The scuttlebutt is that the government were whipping very hard so I’m surprised by the narrowness of the vote.
Excuse my ignorance my Lady.
“Nevertheless, at 11.30pm the vote was 188-151 in favour of allowing the Bill to proceed in the normal fashion through a Committee of the Whole House.”
I presume this means it wasn`t passed by any means but that it now goes through a normal process where the whole House, as Committee, sits in judgement ?
I shall be disappointed if this goes through and Ministers become Dictators. Of course then we will have the eternal game similar to that of departments, everytime a Government changes so will all else at great cost to the Nation.
On the subject of a late vote AGAIN on an extremely important issue, why, oh why is there no electronic ability to vote from home or elsewhere ? We know that sometimes other debates are deliberately lengthened to try to tire opponents into retiring early, why do we suffer these silly games. Presumably the Government in the forthcoming(?) referendum won`t settle for just those left to vote at 23.30 ?
I probably loathe as many Quango`s as any other but most I probably won`t have a clue on. I`d like to know how, and how much effort/work, any minister will put in to scrutinising each one before deciding no or yes. At the very least it deserves a cross party committee.
What appears to be being prescribed by the Bill is very similar to the “no jury” legislation. It`s undemocratic and to my mind unconstitutional.
Dear Baroness Deech,
I listened to many of the contributions and thought it was a really excellent debate. I only hope that some way can be found for Clause 11 and Schedule 7 to be removed from the Bill during its passage through your House.
Howridiculous.
BD: Parliament has worked to achieve a constitutional separation of powers without the ability in any way to enforce that separation legally through a constitutional court. It amounts to nothing more than a powder puff and glossy lipstick applied to make it all EU palatable.
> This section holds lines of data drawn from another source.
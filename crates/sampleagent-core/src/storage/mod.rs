//! Durable key-value storage.
//!
//! The field console persists each slice of its state as a JSON string under
//! a fixed key. `KvStore` is the boundary; three implementations exist:
//!
//! - `MemoryStore`: in-process map with a byte quota, like browser storage
//! - `FileStore`: one `<key>.json` file per key under a directory
//! - `EncryptedStore`: seals values of any other store with ChaCha20-Poly1305

pub mod encrypted;
pub mod error;
pub mod file;
pub mod memory;

use std::sync::Arc;

pub use encrypted::EncryptedStore;
pub use error::StorageError;
pub use file::FileStore;
pub use memory::MemoryStore;

/// String-keyed durable store with synchronous access.
pub trait KvStore: Send + Sync {
    fn get(&self, key: &str) -> Result<Option<String>, StorageError>;
    fn set(&self, key: &str, value: &str) -> Result<(), StorageError>;
    fn remove(&self, key: &str) -> Result<(), StorageError>;
}

impl<T: KvStore + ?Sized> KvStore for Arc<T> {
    fn get(&self, key: &str) -> Result<Option<String>, StorageError> {
        (**self).get(key)
    }

    fn set(&self, key: &str, value: &str) -> Result<(), StorageError> {
        (**self).set(key, value)
    }

    fn remove(&self, key: &str) -> Result<(), StorageError> {
        (**self).remove(key)
    }
}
What has been entirely forgotten is that the views of baron de Montesquieu which are pivotal to the changes that have taken place used Plato as his inspiration and the English Parliament as a model of power separation and all at a time when the constitution did not formally separate those powers.
European empires have come and gone as have their Monarchies whilst ours has changed not by violent revolution but by incremental change based upon precedent. What nobody seems to want to accept in Parliament is that there are intangible forces at work that create this stability and it leaves them insecure.
Again we see Parliament passing laws that are unenforceable either practically or by formal means. So what have the British people gained by all of this? The executive carries on as though the changes never took place; an implication that the consensual separation of judiciary from Parliament by the Law Lords, a time proven trust, can no longer be relied upon and the separation of Lord Chancellor from the executive can no longer be trusted either? The woolsack should be renamed the strawsack.
Where is the evidence for these constitutional changes that have taken place within the British framework of governance based upon the precedence of a dereliction of duty or trust? Our constitution is precedence and without precedential evidence the constitution ought not to change. You of course are going to put the case of what-if; the law has no use for what-ifs but the factual certainty of evidence.
If this executive abuses its power by what it has done then there will be change, perhaps the return of the Law Lords to Parliament along with a new constitutional court with the power to strike down legislation?